Charities.—The city has a commissioner and two deputy commissioners of public charities, but this municipal department works largely through private organizations, the municipal appropriations to which exceed the amount actually expended through institutions controlled by the city.[5] Municipal institutions include: Bellevue Hospital (opened 1816), which in 1869 established the first hospital ambulance service in the world, near which there is an Emergency Hospital (1878) for maternity cases, and in connexion with which
- ↑ The chancellors have been: in 1831–1839 James H. Mathews (d. 1870); in 1839–1850, Theodore Frelinghuysen (d. 1862); in 1852–1870, Isaac Ferris (1798–1873); in 1870–1880, Howard Crosby; in 1881–1891, John Hall; and in 1891–1910, Henry Mitchell MacCracken (b. 1840). Dr Ferris was a minister of the (Dutch) Reformed Church and the three chancellors since his time have been Presbyterian clergymen; but the University is not sectarian.
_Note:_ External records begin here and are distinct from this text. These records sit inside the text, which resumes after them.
//! Configuration for the Derby app bundler.
//!
//! Settings are layered with `figment`: built-in defaults, then a
//! `derby.toml` file, then `DERBY_`-prefixed environment variables, then
//! whatever the caller merges on top (usually CLI flags).

pub mod app;
pub mod bundle;
pub mod config;
pub mod error;

pub use app::{AppConfig, DEFAULT_FRAMEWORK, DEFAULT_VIEWS_MODULE};
pub use bundle::BundleOptions;
pub use config::{CONFIG_FILE_NAME, DerbyConfig, is_production_env};
pub use error::{ConfigError, Result};
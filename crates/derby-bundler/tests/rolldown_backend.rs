//! End-to-end bundles through Rolldown against a temp project.

mod common;

use std::fs;

use common::Fixture;
use derby_bundler::{App, AppConfig, BundleOptions, Error, RolldownBackend};

fn project() -> Fixture {
    let fixture = Fixture::new();
    fs::write(
        fixture.entry(),
        r#"var derby = require('derby');
var views = require('derby-bundler/_views');
window.app = { derby: derby, views: views };
"#,
    )
    .unwrap();
    fs::write(
        fixture.root().join("node_modules/derby/index.js"),
        r#"module.exports = {
  scriptHash: "{{DERBY_SCRIPT_HASH}}",
  bundledAt: "{{DERBY_BUNDLED_AT}}"
};
"#,
    )
    .unwrap();
    fixture
}

#[tokio::test]
async fn bundles_app_with_views_and_framework() {
    let fixture = project();
    let app = App::new(AppConfig::new("app", fixture.entry()));
    app.register_view("home", "<h1>Hi</h1>");
    let backend = RolldownBackend::new(false);

    let artifact = app
        .write_scripts(&backend, &fixture.public(), &BundleOptions::new())
        .await
        .unwrap();

    let script = fs::read_to_string(&artifact.script_filename).unwrap();
    assert!(script.contains("views.register("), "{script}");
    assert!(script.contains("home"));
    assert!(script.contains(&artifact.script_hash));
    assert!(!script.contains("{{DERBY_SCRIPT_HASH}}"));
    assert!(!script.contains("{{DERBY_BUNDLED_AT}}"));
    assert_eq!(
        script.matches("sourceMappingURL").count(),
        1,
        "only the public map comment remains"
    );

    let map_path = artifact.script_map_filename.as_ref().unwrap();
    let map: serde_json::Value =
        serde_json::from_str(&fs::read_to_string(map_path).unwrap()).unwrap();
    assert_eq!(map["sourceRoot"], "/");
    assert_eq!(map["version"], 3);
}

#[tokio::test]
async fn real_views_placeholder_imported_relatively_is_replaced() {
    let fixture = Fixture::new();
    let package = fixture.root().join("node_modules/derby-bundler");
    fs::create_dir_all(&package).unwrap();
    fs::write(
        package.join("package.json"),
        r#"{"name":"derby-bundler","version":"0.0.0","main":"index.js"}"#,
    )
    .unwrap();
    fs::write(package.join("index.js"), "module.exports = require('./_views');\n").unwrap();
    fs::write(package.join("_views.js"), "").unwrap();
    fs::write(
        fixture.entry(),
        "var derby = require('derby');\nwindow.views = require('derby-bundler');\n",
    )
    .unwrap();

    let app = App::new(AppConfig::new("app", fixture.entry()));
    app.register_view("home", "<h1>Hi</h1>");
    let backend = RolldownBackend::new(false);

    let bundle = app
        .bundle(&backend, &BundleOptions::new().minify(false))
        .await
        .unwrap();

    assert!(bundle.source.contains("views.register("), "{}", bundle.source);
    assert!(bundle.source.contains("home"));
    assert!(
        bundle.files.iter().any(|f| f.ends_with("_views.js")),
        "{:?}",
        bundle.files
    );
}

#[tokio::test]
async fn unminified_bundles_are_deterministic() {
    let fixture = project();
    let app = App::new(AppConfig::new("app", fixture.entry()));
    let backend = RolldownBackend::new(false);
    let options = BundleOptions::new().minify(false);

    let first = app.bundle(&backend, &options).await.unwrap();
    let second = app.bundle(&backend, &options).await.unwrap();

    assert_eq!(first.script_hash, second.script_hash);
    assert!(first.files.iter().any(|f| f.ends_with("app.js")), "{:?}", first.files);
}

#[tokio::test]
async fn missing_entry_is_a_bundle_error() {
    let fixture = project();
    let app = App::new(AppConfig::new("app", fixture.root().join("missing.js")));
    let backend = RolldownBackend::new(false);

    let err = app
        .write_scripts(&backend, &fixture.public(), &BundleOptions::new())
        .await
        .unwrap_err();

    assert!(matches!(err, Error::Bundle(_)), "{err}");
    assert!(!fixture.output().exists());
}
- ↑ C. C. Moore (1779–1863), son of Benjamin Moore (1748–1816), who was Protestant Episcopal bishop of New York and president of Columbia College in 1801–1811, was professor of Biblical learning in the Seminary in 1821–1850, compiled a Hebrew and English Lexicon (1809) and wrote some poetry including the popular juvenile verses beginning “Twas the night before Christmas.”
- ↑ See C. S. Smith, Working with the People (New York, 1904), and the Annual Reports of the Managing Director of the People’s Institute.
- ↑ See A. B. Keep, History of the New York Society Library (New York, 1909).
- ↑ See H. R. Hurd (ed.) New York Charities Directory (19th ed., 1910), published annually by the Charity Organization Society; and W. H. Tolman and Charles Hemstreet, The Better New York (1904), published by the American Institute of Social Service.